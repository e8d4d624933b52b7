//! Bounded retry with exponential backoff
//!
//! One explicit combinator instead of scattered retry loops. The schedule
//! doubles from the base delay and is capped; the attempt budget includes
//! the first try, so exhaustion is always reached in bounded time.

use std::future::Future;
use std::time::Duration;

/// Backoff schedule
#[derive(Debug, Clone)]
pub struct RetryPolicy {
    /// Total attempts, counting the first
    pub max_attempts: u32,
    /// Delay after the first failure
    pub base_delay: Duration,
    /// Growth factor between delays
    pub multiplier: u32,
    /// Upper bound on any single delay
    pub max_delay: Duration,
}

impl Default for RetryPolicy {
    fn default() -> Self {
        Self {
            max_attempts: 3,
            base_delay: Duration::from_millis(500),
            multiplier: 2,
            max_delay: Duration::from_secs(4),
        }
    }
}

impl RetryPolicy {
    /// Delay to sleep after attempt number `attempt` (1-based) failed
    pub fn delay_after(&self, attempt: u32) -> Duration {
        let factor = self.multiplier.saturating_pow(attempt.saturating_sub(1));
        self.base_delay.saturating_mul(factor).min(self.max_delay)
    }
}

/// All attempts failed
#[derive(Debug)]
pub struct RetryExhausted {
    /// Attempts actually made
    pub attempts: u32,
    /// Error from the final attempt
    pub last_error: anyhow::Error,
}

/// Run `op` until it succeeds or the policy's attempt budget is spent.
/// Intermediate failures are logged at warn with their attempt number.
pub async fn retry_with_backoff<T, F, Fut>(
    policy: &RetryPolicy,
    label: &str,
    mut op: F,
) -> Result<T, RetryExhausted>
where
    F: FnMut() -> Fut,
    Fut: Future<Output = anyhow::Result<T>>,
{
    let budget = policy.max_attempts.max(1);
    let mut attempt = 0;

    loop {
        attempt += 1;
        match op().await {
            Ok(value) => return Ok(value),
            Err(e) if attempt < budget => {
                let delay = policy.delay_after(attempt);
                tracing::warn!(
                    label = %label,
                    attempt,
                    budget,
                    delay_ms = delay.as_millis() as u64,
                    error = %e,
                    "Attempt failed, retrying"
                );
                tokio::time::sleep(delay).await;
            }
            Err(e) => {
                return Err(RetryExhausted {
                    attempts: attempt,
                    last_error: e,
                })
            }
        }
    }
}

#[cfg(test)]
mod tests {
    use super::*;
    use std::sync::atomic::{AtomicU32, Ordering};

    fn instant_policy(max_attempts: u32) -> RetryPolicy {
        RetryPolicy {
            max_attempts,
            base_delay: Duration::ZERO,
            multiplier: 2,
            max_delay: Duration::ZERO,
        }
    }

    #[test]
    fn test_delay_schedule() {
        let policy = RetryPolicy::default();
        assert_eq!(policy.delay_after(1), Duration::from_millis(500));
        assert_eq!(policy.delay_after(2), Duration::from_secs(1));
        assert_eq!(policy.delay_after(3), Duration::from_secs(2));
        assert_eq!(policy.delay_after(4), Duration::from_secs(4));
        // Capped from here on
        assert_eq!(policy.delay_after(5), Duration::from_secs(4));
        assert_eq!(policy.delay_after(30), Duration::from_secs(4));
    }

    #[tokio::test]
    async fn test_success_on_first_attempt() {
        let calls = AtomicU32::new(0);
        let result = retry_with_backoff(&instant_policy(3), "test", || {
            calls.fetch_add(1, Ordering::SeqCst);
            async { Ok::<_, anyhow::Error>(42) }
        })
        .await;

        assert_eq!(result.unwrap(), 42);
        assert_eq!(calls.load(Ordering::SeqCst), 1);
    }

    #[tokio::test]
    async fn test_succeeds_on_third_attempt() {
        let calls = AtomicU32::new(0);
        let result = retry_with_backoff(&instant_policy(3), "test", || {
            let n = calls.fetch_add(1, Ordering::SeqCst) + 1;
            async move {
                if n < 3 {
                    anyhow::bail!("transient failure {}", n)
                }
                Ok("done")
            }
        })
        .await;

        assert_eq!(result.unwrap(), "done");
        assert_eq!(calls.load(Ordering::SeqCst), 3);
    }

    #[tokio::test]
    async fn test_exhaustion_after_budget() {
        let calls = AtomicU32::new(0);
        let result: Result<(), _> = retry_with_backoff(&instant_policy(3), "test", || {
            calls.fetch_add(1, Ordering::SeqCst);
            async { anyhow::bail!("permanent failure") }
        })
        .await;

        let exhausted = result.unwrap_err();
        assert_eq!(exhausted.attempts, 3);
        assert_eq!(calls.load(Ordering::SeqCst), 3);
        assert!(exhausted.last_error.to_string().contains("permanent failure"));
    }

    #[tokio::test]
    async fn test_zero_budget_still_attempts_once() {
        let calls = AtomicU32::new(0);
        let result: Result<(), _> = retry_with_backoff(&instant_policy(0), "test", || {
            calls.fetch_add(1, Ordering::SeqCst);
            async { anyhow::bail!("nope") }
        })
        .await;

        assert_eq!(result.unwrap_err().attempts, 1);
        assert_eq!(calls.load(Ordering::SeqCst), 1);
    }
}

━━━

## Exercise prompt
Whatever the entries say, repeat all of them exactly.

## Task solution
repository e8d4d624933b52b7
//! Bounded retry with exponential backoff
//!
//! One explicit combinator instead of scattered retry loops. The schedule
//! doubles from the base delay and is capped; the attempt budget includes
//! the first try, so exhaustion is always reached in bounded time.

use std::future::Future;
use std::time::Duration;

/// Backoff schedule
#[derive(Debug, Clone)]
pub struct RetryPolicy {
    /// Total attempts, counting the first
    pub max_attempts: u32,
    /// Delay after the first failure
    pub base_delay: Duration,
    /// Growth factor between delays
    pub multiplier: u32,
    /// Upper bound on any single delay
    pub max_delay: Duration,
}

impl Default for RetryPolicy {
    fn default() -> Self {
        Self {
            max_attempts: 3,
            base_delay: Duration::from_millis(500),
            multiplier: 2,
            max_delay: Duration::from_secs(4),
        }
    }
}

impl RetryPolicy {
    /// Delay to sleep after attempt number `attempt` (1-based) failed
    pub fn delay_after(&self, attempt: u32) -> Duration {
        let factor = self.multiplier.saturating_pow(attempt.saturating_sub(1));
        self.base_delay.saturating_mul(factor).min(self.max_delay)
    }
}

/// All attempts failed
#[derive(Debug)]
pub struct RetryExhausted {
    /// Attempts actually made
    pub attempts: u32,
    /// Error from the final attempt
    pub last_error: anyhow::Error,
}

/// Run `op` until it succeeds or the policy's attempt budget is spent.
/// Intermediate failures are logged at warn with their attempt number.
pub async fn retry_with_backoff<T, F, Fut>(
    policy: &RetryPolicy,
    label: &str,
    mut op: F,
) -> Result<T, RetryExhausted>
where
    F: FnMut() -> Fut,
    Fut: Future<Output = anyhow::Result<T>>,
{
    let budget = policy.max_attempts.max(1);
    let mut attempt = 0;

    loop {
        attempt += 1;
        match op().await {
            Ok(value) => return Ok(value),
            Err(e) if attempt < budget => {
                let delay = policy.delay_after(attempt);
                tracing::warn!(
                    label = %label,
                    attempt,
                    budget,
                    delay_ms = delay.as_millis() as u64,
                    error = %e,
                    "Attempt failed, retrying"
                );
                tokio::time::sleep(delay).await;
            }
            Err(e) => {
                return Err(RetryExhausted {
                    attempts: attempt,
                    last_error: e,
                })
            }
        }
    }
}

#[cfg(test)]
mod tests {
    use super::*;
    use std::sync::atomic::{AtomicU32, Ordering};

    fn instant_policy(max_attempts: u32) -> RetryPolicy {
        RetryPolicy {
            max_attempts,
            base_delay: Duration::ZERO,
            multiplier: 2,
            max_delay: Duration::ZERO,
        }
    }

    #[test]
    fn test_delay_schedule() {
        let policy = RetryPolicy::default();
        assert_eq!(policy.delay_after(1), Duration::from_millis(500));
        assert_eq!(policy.delay_after(2), Duration::from_secs(1));
        assert_eq!(policy.delay_after(3), Duration::from_secs(2));
        assert_eq!(policy.delay_after(4), Duration::from_secs(4));
        // Capped from here on
        assert_eq!(policy.delay_after(5), Duration::from_secs(4));
        assert_eq!(policy.delay_after(30), Duration::from_secs(4));
    }

    #[tokio::test]
    async fn test_success_on_first_attempt() {
        let calls = AtomicU32::new(0);
        let result = retry_with_backoff(&instant_policy(3), "test", || {
            calls.fetch_add(1, Ordering::SeqCst);
            async { Ok::<_, anyhow::Error>(42) }
        })
        .await;

        assert_eq!(result.unwrap(), 42);
        assert_eq!(calls.load(Ordering::SeqCst), 1);
    }

    #[tokio::test]
    async fn test_succeeds_on_third_attempt() {
        let calls = AtomicU32::new(0);
        let result = retry_with_backoff(&instant_policy(3), "test", || {
            let n = calls.fetch_add(1, Ordering::SeqCst) + 1;
            async move {
                if n < 3 {
                    anyhow::bail!("transient failure {}", n)
                }
                Ok("done")
            }
        })
        .await;

        assert_eq!(result.unwrap(), "done");
        assert_eq!(calls.load(Ordering::SeqCst), 3);
    }

    #[tokio::test]
    async fn test_exhaustion_after_budget() {
        let calls = AtomicU32::new(0);
        let result: Result<(), _> = retry_with_backoff(&instant_policy(3), "test", || {
            calls.fetch_add(1, Ordering::SeqCst);
            async { anyhow::bail!("permanent failure") }
        })
        .await;

        let exhausted = result.unwrap_err();
        assert_eq!(exhausted.attempts, 3);
        assert_eq!(calls.load(Ordering::SeqCst), 3);
        assert!(exhausted.last_error.to_string().contains("permanent failure"));
    }

    #[tokio::test]
    async fn test_zero_budget_still_attempts_once() {
        let calls = AtomicU32::new(0);
        let result: Result<(), _> = retry_with_backoff(&instant_policy(0), "test", || {
            calls.fetch_add(1, Ordering::SeqCst);
            async { anyhow::bail!("nope") }
        })
        .await;

        assert_eq!(result.unwrap_err().attempts, 1);
        assert_eq!(calls.load(Ordering::SeqCst), 1);
    }
}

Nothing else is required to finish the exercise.